Task objective — In the data that follows, determine how many lines contain the word "found", and give only that number.

Data shown —
# # #
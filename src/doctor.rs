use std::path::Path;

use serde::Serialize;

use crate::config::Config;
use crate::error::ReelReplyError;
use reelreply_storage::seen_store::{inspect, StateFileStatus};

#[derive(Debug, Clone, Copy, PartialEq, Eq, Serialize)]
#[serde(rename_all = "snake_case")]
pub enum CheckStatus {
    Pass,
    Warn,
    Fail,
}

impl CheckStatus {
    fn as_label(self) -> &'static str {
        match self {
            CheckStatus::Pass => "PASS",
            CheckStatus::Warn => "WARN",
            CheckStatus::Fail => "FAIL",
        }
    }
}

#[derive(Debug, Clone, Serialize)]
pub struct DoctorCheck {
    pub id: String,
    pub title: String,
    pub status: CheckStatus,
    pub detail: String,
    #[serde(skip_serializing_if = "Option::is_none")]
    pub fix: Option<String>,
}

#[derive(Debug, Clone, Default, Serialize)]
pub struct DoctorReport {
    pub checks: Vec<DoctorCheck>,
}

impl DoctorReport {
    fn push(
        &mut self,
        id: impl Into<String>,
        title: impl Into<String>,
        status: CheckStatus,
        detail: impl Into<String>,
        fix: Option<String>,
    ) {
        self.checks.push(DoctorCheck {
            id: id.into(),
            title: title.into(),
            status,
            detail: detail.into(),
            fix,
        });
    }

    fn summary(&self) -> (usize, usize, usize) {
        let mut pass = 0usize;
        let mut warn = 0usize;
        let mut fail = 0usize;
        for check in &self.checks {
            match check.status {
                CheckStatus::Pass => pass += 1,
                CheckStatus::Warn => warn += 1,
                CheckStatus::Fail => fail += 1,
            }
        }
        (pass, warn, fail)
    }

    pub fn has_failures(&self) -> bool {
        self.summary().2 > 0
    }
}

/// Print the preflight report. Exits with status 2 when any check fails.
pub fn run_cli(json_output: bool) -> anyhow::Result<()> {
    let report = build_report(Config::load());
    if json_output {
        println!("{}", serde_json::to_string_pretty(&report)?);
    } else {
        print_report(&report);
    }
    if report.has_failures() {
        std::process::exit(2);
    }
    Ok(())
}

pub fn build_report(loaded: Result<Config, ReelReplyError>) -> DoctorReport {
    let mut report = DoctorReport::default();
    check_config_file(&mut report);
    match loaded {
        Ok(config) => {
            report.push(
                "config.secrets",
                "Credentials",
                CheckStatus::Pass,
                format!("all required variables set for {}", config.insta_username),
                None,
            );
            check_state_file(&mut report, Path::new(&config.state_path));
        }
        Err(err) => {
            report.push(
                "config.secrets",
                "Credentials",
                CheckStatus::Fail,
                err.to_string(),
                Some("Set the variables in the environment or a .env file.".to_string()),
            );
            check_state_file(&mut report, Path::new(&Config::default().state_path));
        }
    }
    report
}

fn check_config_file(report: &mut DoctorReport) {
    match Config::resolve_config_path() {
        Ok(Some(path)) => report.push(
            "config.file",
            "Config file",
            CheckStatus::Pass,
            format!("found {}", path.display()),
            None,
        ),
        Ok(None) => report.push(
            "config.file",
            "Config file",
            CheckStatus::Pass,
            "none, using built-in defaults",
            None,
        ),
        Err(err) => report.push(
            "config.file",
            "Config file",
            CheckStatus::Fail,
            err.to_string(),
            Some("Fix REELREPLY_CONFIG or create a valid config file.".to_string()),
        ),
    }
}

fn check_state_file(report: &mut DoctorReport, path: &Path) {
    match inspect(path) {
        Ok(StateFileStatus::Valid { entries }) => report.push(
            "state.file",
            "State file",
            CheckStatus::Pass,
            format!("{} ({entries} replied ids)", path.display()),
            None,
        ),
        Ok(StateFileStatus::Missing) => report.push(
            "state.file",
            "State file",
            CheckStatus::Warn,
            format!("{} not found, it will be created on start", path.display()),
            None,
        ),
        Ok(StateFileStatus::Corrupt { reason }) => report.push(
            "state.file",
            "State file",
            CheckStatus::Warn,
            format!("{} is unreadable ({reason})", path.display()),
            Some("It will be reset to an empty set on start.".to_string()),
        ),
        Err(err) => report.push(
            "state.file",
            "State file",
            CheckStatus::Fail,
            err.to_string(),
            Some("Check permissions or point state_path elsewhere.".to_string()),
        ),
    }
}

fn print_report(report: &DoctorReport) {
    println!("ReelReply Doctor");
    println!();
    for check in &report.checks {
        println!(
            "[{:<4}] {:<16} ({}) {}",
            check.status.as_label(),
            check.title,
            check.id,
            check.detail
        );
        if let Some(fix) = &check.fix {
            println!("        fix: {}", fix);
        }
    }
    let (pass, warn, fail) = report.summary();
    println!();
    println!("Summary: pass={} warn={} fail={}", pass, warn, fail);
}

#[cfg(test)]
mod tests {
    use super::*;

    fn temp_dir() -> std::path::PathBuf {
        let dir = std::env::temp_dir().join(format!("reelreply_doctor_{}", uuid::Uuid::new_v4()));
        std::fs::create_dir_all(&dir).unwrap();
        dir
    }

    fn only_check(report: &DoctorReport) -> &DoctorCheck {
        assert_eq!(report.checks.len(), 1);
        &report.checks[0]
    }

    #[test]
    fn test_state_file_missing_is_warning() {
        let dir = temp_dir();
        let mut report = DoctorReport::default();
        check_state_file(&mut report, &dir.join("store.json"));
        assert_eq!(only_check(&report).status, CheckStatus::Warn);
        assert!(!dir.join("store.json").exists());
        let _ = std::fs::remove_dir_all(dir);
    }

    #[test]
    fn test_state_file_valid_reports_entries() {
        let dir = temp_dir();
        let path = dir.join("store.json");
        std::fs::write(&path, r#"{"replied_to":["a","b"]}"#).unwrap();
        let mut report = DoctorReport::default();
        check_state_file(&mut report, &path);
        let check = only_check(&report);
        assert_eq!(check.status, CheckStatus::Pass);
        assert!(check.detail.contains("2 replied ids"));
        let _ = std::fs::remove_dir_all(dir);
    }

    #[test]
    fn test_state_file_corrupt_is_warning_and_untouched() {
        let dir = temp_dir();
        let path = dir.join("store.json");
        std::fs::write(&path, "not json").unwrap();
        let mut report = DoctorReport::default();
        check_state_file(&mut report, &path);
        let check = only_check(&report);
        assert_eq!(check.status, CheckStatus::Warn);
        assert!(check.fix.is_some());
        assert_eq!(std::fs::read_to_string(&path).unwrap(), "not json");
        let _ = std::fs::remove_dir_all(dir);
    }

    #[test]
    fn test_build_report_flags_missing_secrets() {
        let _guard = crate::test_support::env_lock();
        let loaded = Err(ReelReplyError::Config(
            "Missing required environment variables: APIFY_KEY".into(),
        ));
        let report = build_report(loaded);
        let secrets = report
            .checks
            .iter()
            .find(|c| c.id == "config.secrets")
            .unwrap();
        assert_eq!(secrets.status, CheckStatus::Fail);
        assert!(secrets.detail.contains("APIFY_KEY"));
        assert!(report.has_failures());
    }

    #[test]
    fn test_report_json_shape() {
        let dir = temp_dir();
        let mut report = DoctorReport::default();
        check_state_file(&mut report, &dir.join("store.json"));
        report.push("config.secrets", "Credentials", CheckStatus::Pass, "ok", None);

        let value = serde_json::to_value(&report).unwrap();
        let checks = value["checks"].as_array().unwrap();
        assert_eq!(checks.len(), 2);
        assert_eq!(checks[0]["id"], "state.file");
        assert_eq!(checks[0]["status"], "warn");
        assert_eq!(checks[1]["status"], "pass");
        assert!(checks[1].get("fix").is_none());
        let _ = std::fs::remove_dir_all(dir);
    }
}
# # #
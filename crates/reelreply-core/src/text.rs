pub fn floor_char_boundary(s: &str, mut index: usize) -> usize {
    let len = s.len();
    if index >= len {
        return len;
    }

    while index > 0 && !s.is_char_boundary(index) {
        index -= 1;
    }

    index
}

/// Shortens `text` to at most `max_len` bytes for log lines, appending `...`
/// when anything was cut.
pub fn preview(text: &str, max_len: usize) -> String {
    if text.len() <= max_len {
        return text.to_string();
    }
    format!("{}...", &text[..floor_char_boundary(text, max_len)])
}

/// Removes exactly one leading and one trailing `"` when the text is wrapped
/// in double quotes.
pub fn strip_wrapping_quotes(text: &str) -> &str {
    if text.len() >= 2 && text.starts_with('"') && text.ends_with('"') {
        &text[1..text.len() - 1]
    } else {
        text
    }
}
# # #
Your response — 2